# Do you remember your first day of school?



## NancyNGA (Jun 12, 2015)

It was 1952.  Truman was still president.  His picture was on the wall along with the purple ultraviolet germ-killer light. The desks were old like these:






On the bus ride home I didn't know you were supposed to tell the driver where you lived. 
	

	
	
		
		

		
		
	


	



I remember being so scared when he went right by my house.   Rode all the way to the end of the line and he had to take me all the way back.

Anyone else?


----------



## AZ Jim (Jun 12, 2015)

My first day was in 1941.  The President was Franklin Roosevelt.  I was in Los Angeles and we had desks with ink well in them.  When we went to school we wore "dog tags" with our name, address and blood type on it.  It was a time of extreme paranoia and we all were sure the Japanese (we always called them Japs then) were coming to get us any day.  When President Roosevelt died they took all of us children out on the playground and had a brief memorial and sent us all home.  We didn't have school buses then and we all walked to and from school.  I fell in love with a girl named Sandy.  She was also 5.


----------



## NancyNGA (Jun 12, 2015)

We were not so scared by 1952.  Only had to practice those cold war drills crouching under our desks, and we didn't have a clue why.  First grade teacher also read to us from the bible first thing every morning.
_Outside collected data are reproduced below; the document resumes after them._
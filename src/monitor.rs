use crate::log_sink::LogSink;
use crate::process::{ProcessController, StartError};
use std::time::Duration;

/// The two controller operations the monitor loop needs.
#[allow(async_fn_in_trait)]
pub trait Supervised {
    /// Liveness check; may clear a stale marker.
    fn is_running(&mut self) -> bool;

    /// Launch the worker, returning its pid once it has settled.
    async fn start(&mut self) -> Result<u32, StartError>;
}

impl Supervised for ProcessController {
    fn is_running(&mut self) -> bool {
        ProcessController::is_running(self)
    }

    async fn start(&mut self) -> Result<u32, StartError> {
        ProcessController::start(self).await
    }
}

/// Monitor loop states. `Halted` is terminal.
#[derive(Debug, Clone, Copy, PartialEq, Eq)]
pub enum MonitorState {
    Polling,
    Restarting,
    Halted,
}

/// Decision returned by the restart budget when the worker is found down.
#[derive(Debug, Clone, Copy, PartialEq, Eq)]
pub enum RestartDecision {
    /// Try again (1-based attempt number within the current failure streak).
    Attempt { attempt: u32 },
    /// Budget exhausted; stop monitoring.
    Halt,
}

/// Counts consecutive failed restarts and decides when to give up.
///
/// Any successful restart resets the count, so a worker that fails once
/// and then runs stably never exhausts the budget.
#[derive(Debug, Clone)]
pub struct RestartBudget {
    max_restarts: u32,
    consecutive_failures: u32,
}

impl RestartBudget {
    pub fn new(max_restarts: u32) -> Self {
        Self {
            max_restarts,
            consecutive_failures: 0,
        }
    }

    /// Whether another restart may be attempted.
    pub fn next(&self) -> RestartDecision {
        if self.consecutive_failures < self.max_restarts {
            RestartDecision::Attempt {
                attempt: self.consecutive_failures + 1,
            }
        } else {
            RestartDecision::Halt
        }
    }

    pub fn record_success(&mut self) {
        self.consecutive_failures = 0;
    }

    pub fn record_failure(&mut self) {
        self.consecutive_failures += 1;
    }

    pub fn consecutive_failures(&self) -> u32 {
        self.consecutive_failures
    }

    pub fn max_restarts(&self) -> u32 {
        self.max_restarts
    }
}

/// Loop pacing and budget, resolved from `[monitor]`.
#[derive(Debug, Clone, Copy)]
pub struct MonitorSettings {
    pub poll_interval: Duration,
    pub restart_delay: Duration,
    pub max_restarts: u32,
}

impl From<&crate::config::MonitorConfig> for MonitorSettings {
    fn from(config: &crate::config::MonitorConfig) -> Self {
        Self {
            poll_interval: Duration::from_secs(config.poll_interval_secs),
            restart_delay: Duration::from_secs(config.restart_delay_secs),
            max_restarts: config.max_restarts,
        }
    }
}

/// What a monitoring run did before it halted.
#[derive(Debug, Clone, Default, PartialEq, Eq)]
pub struct MonitorReport {
    pub polls: u64,
    pub restart_attempts: u32,
    pub successful_restarts: u32,
}

/// Sequential poll-then-act-then-sleep loop over a supervised worker.
pub struct Monitor<'a, W: Supervised> {
    worker: &'a mut W,
    log: &'a LogSink,
    settings: MonitorSettings,
    budget: RestartBudget,
    state: MonitorState,
    report: MonitorReport,
}

impl<'a, W: Supervised> Monitor<'a, W> {
    pub fn new(worker: &'a mut W, log: &'a LogSink, settings: MonitorSettings) -> Self {
        Self {
            worker,
            log,
            budget: RestartBudget::new(settings.max_restarts),
            settings,
            state: MonitorState::Polling,
            report: MonitorReport::default(),
        }
    }

    #[cfg(test)]
    pub fn state(&self) -> MonitorState {
        self.state
    }

    /// Run until the restart budget is exhausted.
    ///
    /// There is no other exit: stopping a monitor early means killing the
    /// supervisor process.
    pub async fn run(mut self) -> MonitorReport {
        tracing::info!(
            poll_interval_secs = self.settings.poll_interval.as_secs_f64(),
            max_restarts = self.settings.max_restarts,
            "monitoring started"
        );
        self.log.record(&format!(
            "Monitoring started (poll every {}s, max {} consecutive restarts)",
            self.settings.poll_interval.as_secs(),
            self.settings.max_restarts
        ));

        while self.step().await != MonitorState::Halted {
            tokio::time::sleep(self.settings.poll_interval).await;
        }
        self.report
    }

    /// One poll cycle. Returns the state the loop is in afterwards.
    pub async fn step(&mut self) -> MonitorState {
        if self.state == MonitorState::Halted {
            return self.state;
        }
        self.report.polls += 1;

        if self.worker.is_running() {
            if self.state != MonitorState::Polling {
                tracing::debug!("worker healthy, back to polling");
            }
            self.state = MonitorState::Polling;
            return self.state;
        }

        match self.budget.next() {
            RestartDecision::Halt => {
                tracing::error!(
                    consecutive_failures = self.budget.consecutive_failures(),
                    "restart budget exhausted, monitoring halted"
                );
                self.log.record(&format!(
                    "ERROR: worker failed to restart {} times in a row, monitoring halted",
                    self.budget.consecutive_failures()
                ));
                self.state = MonitorState::Halted;
            }
            RestartDecision::Attempt { attempt } => {
                self.state = MonitorState::Restarting;
                tracing::warn!(
                    attempt,
                    max_restarts = self.budget.max_restarts(),
                    "worker is down, restarting"
                );
                self.log.record(&format!(
                    "WARNING: worker is not running, restart attempt {attempt}/{}",
                    self.budget.max_restarts()
                ));

                if !self.settings.restart_delay.is_zero() {
                    tokio::time::sleep(self.settings.restart_delay).await;
                }
                self.report.restart_attempts += 1;

                match self.worker.start().await {
                    // Someone else brought it up between our check and the start
                    Ok(pid) | Err(StartError::AlreadyRunning { pid }) => {
                        self.budget.record_success();
                        self.report.successful_restarts += 1;
                        tracing::info!(pid, attempt, "worker restarted");
                        self.log
                            .record(&format!("Worker restarted (pid {pid})"));
                        self.state = MonitorState::Polling;
                    }
                    Err(e) => {
                        self.budget.record_failure();
                        tracing::warn!(
                            attempt,
                            error = %e,
                            consecutive_failures = self.budget.consecutive_failures(),
                            "restart failed"
                        );
                        self.log
                            .record(&format!("ERROR: restart attempt {attempt} failed: {e}"));
                    }
                }
            }
        }
        self.state
    }
}

#[cfg(test)]
mod tests {
    use super::*;
    use std::collections::VecDeque;

    /// Worker driven by scripted answers. When a script runs out the worker
    /// reports down and every start fails.
    #[derive(Default)]
    struct ScriptedWorker {
        running: VecDeque<bool>,
        starts: VecDeque<Result<u32, ()>>,
        start_calls: u32,
        checks: u32,
    }

    impl ScriptedWorker {
        fn new(running: &[bool], starts: &[Result<u32, ()>]) -> Self {
            Self {
                running: running.iter().copied().collect(),
                starts: starts.iter().copied().collect(),
                ..Default::default()
            }
        }
    }

    impl Supervised for ScriptedWorker {
        fn is_running(&mut self) -> bool {
            self.checks += 1;
            self.running.pop_front().unwrap_or(false)
        }

        async fn start(&mut self) -> Result<u32, StartError> {
            self.start_calls += 1;
            match self.starts.pop_front() {
                Some(Ok(pid)) => Ok(pid),
                _ => Err(StartError::StartFailed { pid: 999 }),
            }
        }
    }

    fn settings(max_restarts: u32) -> MonitorSettings {
        MonitorSettings {
            poll_interval: Duration::ZERO,
            restart_delay: Duration::ZERO,
            max_restarts,
        }
    }

    fn sink() -> (tempfile::TempDir, LogSink) {
        let dir = tempfile::tempdir().unwrap();
        let log = LogSink::new(dir.path().join("warden.log"));
        (dir, log)
    }

    #[test]
    fn test_budget_allows_max_then_halts() {
        let mut budget = RestartBudget::new(3);
        assert_eq!(budget.next(), RestartDecision::Attempt { attempt: 1 });
        budget.record_failure();
        assert_eq!(budget.next(), RestartDecision::Attempt { attempt: 2 });
        budget.record_failure();
        assert_eq!(budget.next(), RestartDecision::Attempt { attempt: 3 });
        budget.record_failure();
        assert_eq!(budget.next(), RestartDecision::Halt);
    }

    #[test]
    fn test_budget_success_resets() {
        let mut budget = RestartBudget::new(3);
        budget.record_failure();
        budget.record_failure();
        budget.record_success();
        assert_eq!(budget.consecutive_failures(), 0);
        assert_eq!(budget.next(), RestartDecision::Attempt { attempt: 1 });
    }

    #[test]
    fn test_zero_budget_halts_immediately() {
        let budget = RestartBudget::new(0);
        assert_eq!(budget.next(), RestartDecision::Halt);
    }

    #[tokio::test]
    async fn test_always_failing_worker_gets_exactly_max_attempts() {
        let (_dir, log) = sink();
        let mut worker = ScriptedWorker::new(&[], &[]);

        let report = Monitor::new(&mut worker, &log, settings(3)).run().await;

        assert_eq!(worker.start_calls, 3);
        assert_eq!(report.restart_attempts, 3);
        assert_eq!(report.successful_restarts, 0);
        // Three failed attempts plus the poll that found the budget spent
        assert_eq!(report.polls, 4);

        let contents = std::fs::read_to_string(log.path()).unwrap();
        assert!(contents.contains("monitoring halted"));
    }

    #[tokio::test]
    async fn test_success_resets_budget_for_next_crash() {
        let (_dir, log) = sink();
        // down -> start fails; down -> start ok; up; then crash and always fail
        let mut worker = ScriptedWorker::new(&[false, false, true], &[Err(()), Ok(42)]);

        let report = Monitor::new(&mut worker, &log, settings(3)).run().await;

        // 2 attempts before recovery, then a fresh budget of 3
        assert_eq!(worker.start_calls, 5);
        assert_eq!(report.restart_attempts, 5);
        assert_eq!(report.successful_restarts, 1);
    }

    #[tokio::test]
    async fn test_healthy_worker_keeps_polling() {
        let (_dir, log) = sink();
        let mut worker = ScriptedWorker::new(&[true, true, true], &[]);
        let mut monitor = Monitor::new(&mut worker, &log, settings(3));

        for _ in 0..3 {
            assert_eq!(monitor.step().await, MonitorState::Polling);
        }
        drop(monitor);
        assert_eq!(worker.start_calls, 0);
        assert_eq!(worker.checks, 3);
    }

    #[tokio::test]
    async fn test_state_transitions() {
        let (_dir, log) = sink();
        let mut worker = ScriptedWorker::new(&[false, false], &[Err(()), Ok(7)]);
        let mut monitor = Monitor::new(&mut worker, &log, settings(1));

        assert_eq!(monitor.state(), MonitorState::Polling);
        assert_eq!(monitor.step().await, MonitorState::Restarting);
        // One failure with a budget of one: the next outage halts
        assert_eq!(monitor.step().await, MonitorState::Halted);
        // Halted is terminal
        assert_eq!(monitor.step().await, MonitorState::Halted);
        drop(monitor);
        assert_eq!(worker.start_calls, 1);
        assert_eq!(worker.checks, 2);
    }

    #[tokio::test]
    async fn test_already_running_counts_as_recovered() {
        struct RacingWorker;
        impl Supervised for RacingWorker {
            fn is_running(&mut self) -> bool {
                false
            }
            async fn start(&mut self) -> Result<u32, StartError> {
                Err(StartError::AlreadyRunning { pid: 5 })
            }
        }

        let (_dir, log) = sink();
        let mut worker = RacingWorker;
        let mut monitor = Monitor::new(&mut worker, &log, settings(1));
        for _ in 0..5 {
            assert_eq!(monitor.step().await, MonitorState::Polling);
        }
    }

    #[tokio::test]
    async fn test_monitor_restarts_real_worker() {
        use crate::config::{Timings, WorkerConfig};
        use crate::pidfile::PidFile;

        let dir = tempfile::tempdir().unwrap();
        let log = LogSink::new(dir.path().join("warden.log"));
        let worker = WorkerConfig {
            command: "sleep".to_string(),
            args: vec!["30".to_string()],
            ..Default::default()
        };
        let timings = Timings {
            settle: Duration::from_millis(100),
            grace: Duration::from_millis(500),
            kill_wait: Duration::from_secs(1),
            restart_pause: Duration::ZERO,
            probe_interval: Duration::from_millis(20),
        };
        let mut ctl = ProcessController::new(
            worker,
            timings,
            PidFile::new(dir.path().join("worker.pid")),
            log.clone(),
        );

        let mut monitor = Monitor::new(&mut ctl, &log, settings(3));
        assert_eq!(monitor.step().await, MonitorState::Polling);
        assert_eq!(monitor.step().await, MonitorState::Polling);
        drop(monitor);

        assert!(ctl.is_running());
        ctl.stop().await.unwrap();
    }
}
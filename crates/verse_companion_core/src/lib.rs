pub mod domain;
pub mod engagement;
pub mod ports;

pub use domain::{
    AuthSession, DailyVerse, Message, MessageRole, Profile, UserCredentials, VerseContent,
};
pub use engagement::{StreakUpdate, VerseResolution};
pub use ports::{DatabaseService, PortError, PortResult, ReflectionService, VerseProvider};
This was a public school in northern Ohio.


----------



## AZ Jim (Jun 12, 2015)

NancyNGA said:


> We were not so scared by 1952.  Only had to practice those cold war drills crouching under our desks, and we didn't have a clue why.  First grade teacher also read to us from the bible first thing every morning. This was a public school in northern Ohio.



In second grade we pledged the flag then sang "oh what a beautiful morning".  Teacher must have seen "Oklahoma".


----------



## Ameriscot (Jun 13, 2015)

Don't remember first day but do remember first grade - 1958. Mrs Head (snicker). Lincoln school. Rockland Mass.


----------



## QuickSilver (Jun 13, 2015)

Hahaha... oh boy do I!   I cried the whole time.. and ran home at recess without telling anyone..  I was such a mama's girl..

So Mom brought me back.. and the teacher decided to make me and another little girl "Office Monitors" at recess, and I thought it was a big deal and that I was a real big cheese.. They even let me ring the bell at the end of recess.  That other little girl and I are still friends..  60 years later.


----------



## Ameriscot (Jun 13, 2015)

How cool, QS!


----------



## QuickSilver (Jun 13, 2015)

Ameriscot said:


> Don't remember first day but do remember first grade - 1958. Mrs Head (snicker). Lincoln school. Rockland Mass.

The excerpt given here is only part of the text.